Llop se estrenó como novelista en 1996 con El informe Stein, un Bildungsroman de factura modianesca donde comienza a desplegar su imaginario y a perfilar su mirada. Escrita a modo de fuga, su estructura musical y su marcado lirismo nos sumergen en una ciudad permeable a las ficciones, en un oscuro colegio religioso y en una atmósfera vaporosa en la que aparecen y desaparecen personajes equívocos que a veces parecen salidos de las aventuras de Tintín. La referencia al célebre personaje de Hergé no es gratuita: el mundo ficticio de Llop es un mundo tintinesco, en el que se superponen las ensoñaciones y las distintas capas de la realidad. Llop es además un escritor de línea clara, aunque tenga debilidad por el abigarramiento ornamental, los ambientes brumosos y las sombras chinescas.

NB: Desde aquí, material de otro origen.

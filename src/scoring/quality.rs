//! Metadata-derived quality boosts for documents and chunks.
//!
//! Document boost:
//!
//! ```text
//! raw   = 0.30 * authority + 0.30 * publication_type + 0.15 * journal_tier
//!       + 0.20 * recency + 0.05 * full_text
//! boost = clamp(raw / DOCUMENT_MAX, 0, 1)
//! ```
//!
//! Chunk boost:
//!
//! ```text
//! raw   = 0.35 * authority + 0.40 * section + 0.25 * recency
//! boost = clamp(raw / CHUNK_MAX, 0, 1)
//! ```
//!
//! Every lookup table is plain data with one default for unrecognised
//! input. Unknown or malformed metadata never errors; it scores zero (or
//! the table default).

use chrono::Datelike;

use crate::types::{Candidate, Chunk, Metadata};

const AUTHORITY_WEIGHT: f64 = 0.30;
const PUBLICATION_TYPE_WEIGHT: f64 = 0.30;
const JOURNAL_WEIGHT: f64 = 0.15;
const RECENCY_WEIGHT: f64 = 0.20;
const FULL_TEXT_WEIGHT: f64 = 0.05;

/// Maximum attainable raw document boost.
pub const DOCUMENT_MAX: f64 =
    AUTHORITY_WEIGHT + PUBLICATION_TYPE_WEIGHT + JOURNAL_WEIGHT + RECENCY_WEIGHT + FULL_TEXT_WEIGHT;

const CHUNK_AUTHORITY_WEIGHT: f64 = 0.35;
const CHUNK_SECTION_WEIGHT: f64 = 0.40;
const CHUNK_RECENCY_WEIGHT: f64 = 0.25;

/// Maximum attainable raw chunk boost.
pub const CHUNK_MAX: f64 = CHUNK_AUTHORITY_WEIGHT + CHUNK_SECTION_WEIGHT + CHUNK_RECENCY_WEIGHT;

/// Authority of each known source tag. Matched case-insensitively.
///
/// The priority source is listed at the same weight as any other national
/// guideline body; its preference is applied elsewhere, once.
pub const SOURCE_AUTHORITY: &[(&str, f64)] = &[
    ("indian_guidelines", 0.95),
    ("guidelines", 0.95),
    ("cochrane", 0.95),
    ("pmc_fulltext", 0.85),
    ("dailymed", 0.85),
    ("pubmed", 0.80),
    ("europe_pmc", 0.80),
    ("clinical_trials", 0.75),
    ("semantic_scholar", 0.70),
    ("openalex", 0.65),
    ("tavily_web", 0.40),
    ("web", 0.35),
];

/// Authority for source tags missing from [`SOURCE_AUTHORITY`].
pub const DEFAULT_AUTHORITY: f64 = 0.50;

/// Publication-type patterns in priority order. The first pattern found as
/// a substring of any publication-type field wins.
pub const PUBLICATION_TYPES: &[(&str, f64)] = &[
    ("systematic review", 1.0),
    ("meta-analysis", 1.0),
    ("meta analysis", 1.0),
    ("guideline", 0.95),
    ("randomized controlled trial", 0.85),
    ("randomised controlled trial", 0.85),
    ("clinical trial", 0.75),
    ("review", 0.60),
    ("cohort", 0.50),
    ("case-control", 0.40),
    ("case control", 0.40),
    ("case report", 0.20),
];

/// Metadata keys holding free-text publication types.
pub const PUBLICATION_TYPE_FIELDS: &[&str] = &[
    "publication_types",
    "publication_type",
    "article_type",
    "study_type",
    "pub_types",
];

/// How a journal table entry is compared with a normalised journal name.
#[derive(Debug, Clone, Copy, PartialEq, Eq)]
pub enum JournalMatch {
    /// The entry may appear as a whole phrase anywhere in the name.
    Phrase,
    /// The entry must be the entire name (ignoring a leading "the" and any
    /// parenthetical qualifier). Used for short names that also occur as
    /// words inside other journal titles.
    Exact,
}

/// Tier-1 journals (full journal weight).
pub const TIER_ONE_JOURNALS: &[(&str, JournalMatch)] = &[
    ("new england journal of medicine", JournalMatch::Phrase),
    ("nejm", JournalMatch::Exact),
    ("lancet", JournalMatch::Exact),
    ("jama", JournalMatch::Exact),
    ("bmj", JournalMatch::Exact),
    ("nature medicine", JournalMatch::Phrase),
    ("annals of internal medicine", JournalMatch::Phrase),
    ("cochrane database of systematic reviews", JournalMatch::Phrase),
];

/// Tier-2 journals (half journal weight).
pub const TIER_TWO_JOURNALS: &[(&str, JournalMatch)] = &[
    ("plos medicine", JournalMatch::Phrase),
    ("bmc medicine", JournalMatch::Phrase),
    ("circulation", JournalMatch::Exact),
    ("journal of clinical oncology", JournalMatch::Phrase),
    ("diabetes care", JournalMatch::Phrase),
    ("chest", JournalMatch::Exact),
    ("gut", JournalMatch::Exact),
    ("thorax", JournalMatch::Exact),
    ("hypertension", JournalMatch::Exact),
];

/// Metadata keys holding the journal name.
pub const JOURNAL_FIELDS: &[&str] = &["journal", "journal_title", "venue"];

/// Metadata keys searched, in order, for a publication year.
pub const YEAR_FIELDS: &[&str] = &[
    "year",
    "publication_year",
    "pub_year",
    "pub_date",
    "publication_date",
    "date",
    "published",
];

/// Recency buckets: `(max age in years, weight)`.
pub const RECENCY_BUCKETS: &[(i32, f64)] = &[(1, 1.0), (2, 0.85), (3, 0.70), (5, 0.50), (10, 0.25)];

/// Section-label patterns in priority order.
pub const SECTION_WEIGHTS: &[(&str, f64)] = &[
    ("result", 1.0),
    ("conclusion", 0.90),
    ("discussion", 0.75),
    ("abstract", 0.60),
    ("method", 0.40),
    ("introduction", 0.30),
];

/// Weight for section labels matching nothing in [`SECTION_WEIGHTS`].
pub const DEFAULT_SECTION_WEIGHT: f64 = 0.50;

/// The current calendar year from the system clock.
pub fn current_year() -> i32 {
    chrono::Utc::now().year()
}

/// Authority weight for a source tag.
pub fn source_authority(source: &str) -> f64 {
    SOURCE_AUTHORITY
        .iter()
        .find(|(tag, _)| source.eq_ignore_ascii_case(tag))
        .map_or(DEFAULT_AUTHORITY, |(_, w)| *w)
}

/// Publication-type weight, or 0.0 when no field matches.
pub fn publication_type_weight(metadata: &Metadata) -> f64 {
    let values = string_values(metadata, PUBLICATION_TYPE_FIELDS);
    PUBLICATION_TYPES
        .iter()
        .find(|(pattern, _)| values.iter().any(|v| v.contains(pattern)))
        .map_or(0.0, |(_, w)| *w)
}

/// Journal tier weight: 1.0 for tier 1, 0.5 for tier 2, else 0.0.
///
/// Journal names are compared as normalised whole phrases, so `gut` never
/// matches `gastroenterology`. Short names must match the entire journal
/// name, so `Journal of Hypertension` is not the tier-2 `Hypertension`.
pub fn journal_tier_weight(metadata: &Metadata) -> f64 {
    let journals: Vec<String> = string_values(metadata, JOURNAL_FIELDS)
        .iter()
        .map(|j| normalise_journal(j))
        .collect();
    let matches = |list: &[(&str, JournalMatch)]| {
        list.iter().any(|(name, mode)| {
            let needle = format!(" {name} ");
            journals.iter().any(|j| match mode {
                JournalMatch::Phrase => j.contains(&needle),
                JournalMatch::Exact => *j == needle,
            })
        })
    };
    if matches(TIER_ONE_JOURNALS) {
        1.0
    } else if matches(TIER_TWO_JOURNALS) {
        0.5
    } else {
        0.0
    }
}

/// Normalised journal name without a parenthetical qualifier or leading
/// "the", e.g. `The Lancet (London, England)` becomes ` lancet `.
fn normalise_journal(journal: &str) -> String {
    let base = journal.split('(').next().unwrap_or(journal);
    let normalised = crate::text::normalise_for_matching(base);
    match normalised.strip_prefix(" the ") {
        Some(rest) if !rest.is_empty() => format!(" {rest}"),
        _ => normalised,
    }
}

/// First plausible publication year found across [`YEAR_FIELDS`].
///
/// Years outside `1800..=reference_year + 1` are skipped.
pub fn extract_year(metadata: &Metadata, reference_year: i32) -> Option<i32> {
    let plausible = |y: i32| (1800..=reference_year.saturating_add(1)).contains(&y);
    YEAR_FIELDS.iter().find_map(|field| {
        let value = metadata.get(*field)?;
        year_from_value(value).filter(|y| plausible(*y))
    })
}

fn year_from_value(value: &serde_json::Value) -> Option<i32> {
    match value {
        serde_json::Value::Number(n) => n
            .as_i64()
            .or_else(|| n.as_f64().filter(|f| f.fract() == 0.0).map(|f| f as i64))
            .and_then(|y| i32::try_from(y).ok()),
        serde_json::Value::String(s) => first_four_digit_run(s),
        serde_json::Value::Array(items) => items.iter().find_map(year_from_value),
        _ => None,
    }
}

/// Parse the first run of exactly four ASCII digits.
fn first_four_digit_run(s: &str) -> Option<i32> {
    let bytes = s.as_bytes();
    let mut i = 0;
    while i < bytes.len() {
        if bytes[i].is_ascii_digit() {
            let start = i;
            while i < bytes.len() && bytes[i].is_ascii_digit() {
                i += 1;
            }
            if i - start == 4 {
                return s[start..i].parse().ok();
            }
        } else {
            i += 1;
        }
    }
    None
}

/// Recency weight from discrete age buckets. Future years count as age 0.
pub fn recency_weight(year: Option<i32>, reference_year: i32) -> f64 {
    let Some(year) = year else {
        return 0.0;
    };
    let age = reference_year.saturating_sub(year).max(0);
    RECENCY_BUCKETS
        .iter()
        .find(|(max_age, _)| age <= *max_age)
        .map_or(0.0, |(_, w)| *w)
}

/// Weight of a section label (substring match, case-insensitive).
pub fn section_weight(section: &str) -> f64 {
    let lower = section.to_lowercase();
    SECTION_WEIGHTS
        .iter()
        .find(|(pattern, _)| lower.contains(pattern))
        .map_or(DEFAULT_SECTION_WEIGHT, |(_, w)| *w)
}

/// Document-level quality boost in [0, 1].
pub fn document_boost(candidate: &Candidate, reference_year: i32) -> f64 {
    let year = extract_year(&candidate.metadata, reference_year);
    let full_text = if candidate.full_text_available { 1.0 } else { 0.0 };
    let raw = AUTHORITY_WEIGHT * source_authority(&candidate.source)
        + PUBLICATION_TYPE_WEIGHT * publication_type_weight(&candidate.metadata)
        + JOURNAL_WEIGHT * journal_tier_weight(&candidate.metadata)
        + RECENCY_WEIGHT * recency_weight(year, reference_year)
        + FULL_TEXT_WEIGHT * full_text;
    (raw / DOCUMENT_MAX).clamp(0.0, 1.0)
}

/// Chunk-level quality boost in [0, 1].
pub fn chunk_boost(chunk: &Chunk, reference_year: i32) -> f64 {
    let year = extract_year(&chunk.metadata, reference_year);
    let raw = CHUNK_AUTHORITY_WEIGHT * source_authority(&chunk.source)
        + CHUNK_SECTION_WEIGHT * section_weight(&chunk.section)
        + CHUNK_RECENCY_WEIGHT * recency_weight(year, reference_year);
    (raw / CHUNK_MAX).clamp(0.0, 1.0)
}

/// Lowercased string values of the given fields. Arrays contribute each
/// string element; other value types are ignored.
fn string_values(metadata: &Metadata, fields: &[&str]) -> Vec<String> {
    let mut out = Vec::new();
    for field in fields {
        match metadata.get(*field) {
            Some(serde_json::Value::String(s)) => out.push(s.to_lowercase()),
            Some(serde_json::Value::Array(items)) => out.extend(
                items
                    .iter()
                    .filter_map(|v| v.as_str())
                    .map(str::to_lowercase),
            ),
            _ => {}
        }
    }
    out
}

El informe Stein fue la semilla de la que surgieron sus siguientes novelas, La cámara de ámbar sobre todo, pero también Háblame del tercer hombre y El mensajero de Argel, todas ellas caracterizadas por el culturalismo, el cosmopolitismo, los territorios fronterizos, los juegos elípticos, las claves cinematográficas y musicales, cierta propensión al mito y una impronta poética que no decae en ningún momento ni bajo ningún concepto. Llop no elabora sus intrigas mediante la construcción de tramas y subtramas, sino que apuesta por la construcción de atmósferas y de escenografías plagadas de detalles, la pintura de personajes escurridizos, inasibles, que dejan tras de sí un aroma de misterio, y la pátina intelectual y sentimental de un fin de época. Cuando Llop compara la belleza de una mujer enigmática con la de un Bugatti, está formulando su experiencia del deseo y poniendo sobre la página sus principios estéticos. Viajero inmóvil, detective con alma de anticuario (“un hombre es sus cosas, en ellas está escrita su biografía”, nos dice), Llop captura al lector con una voz que nunca termina de desvelar todo lo que sabe acerca de las dobles o triples vidas de sus personajes, ejercitando con maestría los recursos del narrador poco fiable.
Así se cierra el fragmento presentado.